* [Required action] If a line in the following entries holds the string "VariableRegistry", include it in the tally. State the total and nothing further.

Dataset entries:

== Segment start ==

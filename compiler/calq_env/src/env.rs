// Variable environment for calq expressions.
// One shared value slot per name, handed out by a registry.

use lazy_static::lazy_static;
use std::collections::HashMap;
use std::fmt;
use std::hash::{Hash, Hasher};
use std::sync::atomic::{AtomicU64, Ordering};
use std::sync::{Arc, Mutex, MutexGuard, PoisonError};

#[derive(Debug)]
struct Slot {
    name: String,
    // f64 bit pattern
    bits: AtomicU64,
}

/// A named variable with a settable value.
///
/// Cloning a `Variable` clones the handle, not the slot: all clones observe
/// the same value. Equality and hashing go by identity, so two variables
/// created outside a registry with the same name are still distinct.
#[derive(Clone)]
pub struct Variable(Arc<Slot>);

impl Variable {
    /// Create a new variable, with initial value 0.
    ///
    /// Most callers want [`VariableRegistry::lookup_or_create`] instead, which
    /// guarantees one identity per name.
    pub fn new<S: Into<String>>(name: S) -> Self {
        Variable(Arc::new(Slot {
            name: name.into(),
            bits: AtomicU64::new(0f64.to_bits()),
        }))
    }

    /// The variable's name.
    pub fn name(&self) -> &str {
        &self.0.name
    }

    /// The current value.
    pub fn value(&self) -> f64 {
        f64::from_bits(self.0.bits.load(Ordering::Relaxed))
    }

    /// Set the value; visible through every handle to this variable.
    pub fn set_value(&self, value: f64) {
        self.0.bits.store(value.to_bits(), Ordering::Relaxed);
    }

    /// Returns true if both handles refer to the same slot.
    pub fn same_as(&self, other: &Variable) -> bool {
        Arc::ptr_eq(&self.0, &other.0)
    }
}

impl PartialEq for Variable {
    fn eq(&self, other: &Self) -> bool {
        self.same_as(other)
    }
}

impl Eq for Variable {}

impl Hash for Variable {
    fn hash<H: Hasher>(&self, state: &mut H) {
        std::ptr::hash(Arc::as_ptr(&self.0), state);
    }
}

impl fmt::Debug for Variable {
    fn fmt(&self, f: &mut fmt::Formatter<'_>) -> fmt::Result {
        f.debug_struct("Variable")
            .field("name", &self.name())
            .field("value", &self.value())
            .finish()
    }
}

impl fmt::Display for Variable {
    fn fmt(&self, f: &mut fmt::Formatter<'_>) -> fmt::Result {
        f.write_str(self.name())
    }
}

#[cfg(feature = "serde")]
impl serde::Serialize for Variable {
    fn serialize<S: serde::Serializer>(&self, serializer: S) -> Result<S::Ok, S::Error> {
        use serde::ser::SerializeStruct;
        let mut state = serializer.serialize_struct("Variable", 2)?;
        state.serialize_field("name", self.name())?;
        state.serialize_field("value", &self.value())?;
        state.end()
    }
}

/// Interns one [`Variable`] per name.
///
/// Find-or-create is serialized by a mutex owned by the registry, so two
/// threads asking for the same new name get the same variable.
#[derive(Debug, Default)]
pub struct VariableRegistry {
    variables: Mutex<HashMap<String, Variable>>,
}

impl VariableRegistry {
    pub fn new() -> Self {
        Self::default()
    }

    fn table(&self) -> MutexGuard<'_, HashMap<String, Variable>> {
        // The map is never left half-updated, so a poisoned lock is still usable
        self.variables.lock().unwrap_or_else(PoisonError::into_inner)
    }

    /// Return the variable named `name`, creating it with value 0 if it
    /// doesn't exist yet.
    pub fn lookup_or_create(&self, name: &str) -> Variable {
        let mut table = self.table();
        if let Some(existing) = table.get(name) {
            return existing.clone();
        }
        log::debug!("Creating variable '{}'", name);
        let variable = Variable::new(name);
        table.insert(name.to_string(), variable.clone());
        variable
    }

    /// Look up an existing variable without creating it.
    pub fn get(&self, name: &str) -> Option<Variable> {
        self.table().get(name).cloned()
    }

    pub fn contains(&self, name: &str) -> bool {
        self.table().contains_key(name)
    }

    pub fn len(&self) -> usize {
        self.table().len()
    }

    pub fn is_empty(&self) -> bool {
        self.table().is_empty()
    }

    /// Names of all interned variables, sorted.
    pub fn names(&self) -> Vec<String> {
        let mut names: Vec<String> = self.table().keys().cloned().collect();
        names.sort();
        names
    }
}

lazy_static! {
    static ref GLOBAL: VariableRegistry = VariableRegistry::new();
}

/// The process-wide registry used by parsers that aren't given their own.
pub fn global() -> &'static VariableRegistry {
    &GLOBAL
}

#[cfg(test)]
mod tests {
    use super::*;
    use pretty_assertions::assert_eq;
    use std::collections::HashSet;
    use std::thread;

    #[test]
    fn test_lookup_returns_same_identity() {
        let registry = VariableRegistry::new();
        let a = registry.lookup_or_create("x");
        let b = registry.lookup_or_create("x");
        assert!(a.same_as(&b));
        assert_eq!(a, b);
        assert_eq!(registry.len(), 1);
    }

    #[test]
    fn test_value_shared_between_handles() {
        let registry = VariableRegistry::new();
        let a = registry.lookup_or_create("rate");
        let b = registry.lookup_or_create("rate");
        assert_eq!(a.value(), 0.0);
        a.set_value(-40.5);
        assert_eq!(b.value(), -40.5);
        b.clone().set_value(f64::NAN);
        assert!(a.value().is_nan());
    }

    #[test]
    fn test_distinct_names_are_distinct() {
        let registry = VariableRegistry::new();
        let x = registry.lookup_or_create("x");
        let y = registry.lookup_or_create("y");
        assert_ne!(x, y);
        assert_eq!(registry.names(), vec!["x".to_string(), "y".to_string()]);
        assert!(registry.get("z").is_none());
        assert!(registry.contains("y"));
    }

    #[test]
    fn test_unregistered_variables_compare_by_identity() {
        let a = Variable::new("x");
        let b = Variable::new("x");
        assert_ne!(a, b);
        let set: HashSet<Variable> = [a.clone(), b, a].into_iter().collect();
        assert_eq!(set.len(), 2);
    }

    #[test]
    fn test_concurrent_creation_yields_one_identity() {
        let registry = Arc::new(VariableRegistry::new());
        let handles: Vec<_> = (0..8)
            .map(|_| {
                let registry = Arc::clone(&registry);
                thread::spawn(move || registry.lookup_or_create("shared"))
            })
            .collect();
        let variables: Vec<Variable> = handles.into_iter().map(|h| h.join().unwrap()).collect();
        assert!(variables.windows(2).all(|w| w[0].same_as(&w[1])));
        assert_eq!(registry.len(), 1);
    }

    #[test]
    fn test_global_registry() {
        let a = global().lookup_or_create("__env_test_global");
        let b = global().lookup_or_create("__env_test_global");
        assert!(a.same_as(&b));
    }

    #[cfg(feature = "serde")]
    #[test]
    fn test_serialize_variable() {
        let v = Variable::new("t");
        v.set_value(1.5);
        let json = serde_json::to_string(&v).unwrap();
        assert_eq!(json, r#"{"name":"t","value":1.5}"#);
    }
}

== Segment end ==

* [Answer] 9